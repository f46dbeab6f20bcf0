use crate::{AppState, handlers};
use axum::{Router, routing::get};

/// Restaurant Router Module
///
/// Reads are open to everyone; writes require the ADMIN role. Both rules live
/// in the access policy, which runs before any of these handlers.
pub fn restaurant_routes() -> Router<AppState> {
    Router::new()
        // GET /restaurants?page=&size=
        // Zero-based pages of restaurants with their dishes nested.
        // POST /restaurants
        // Creates a restaurant; 409 if the name is taken.
        .route(
            "/restaurants",
            get(handlers::list_restaurants).post(handlers::create_restaurant),
        )
        // GET /restaurants/search?cuisine=
        // Static segment, so it wins over `{id}`.
        .route("/restaurants/search", get(handlers::search_restaurants))
        // GET/PUT/DELETE /restaurants/{id}
        // DELETE removes the restaurant's dishes in the same transaction.
        .route(
            "/restaurants/{id}",
            get(handlers::get_restaurant)
                .put(handlers::update_restaurant)
                .delete(handlers::delete_restaurant),
        )
}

## What this task involves
The expected answer is a copy of each line in the records that holds the word "search".

## Output below
        // GET /restaurants/search?cuisine=
        .route("/restaurants/search", get(handlers::search_restaurants))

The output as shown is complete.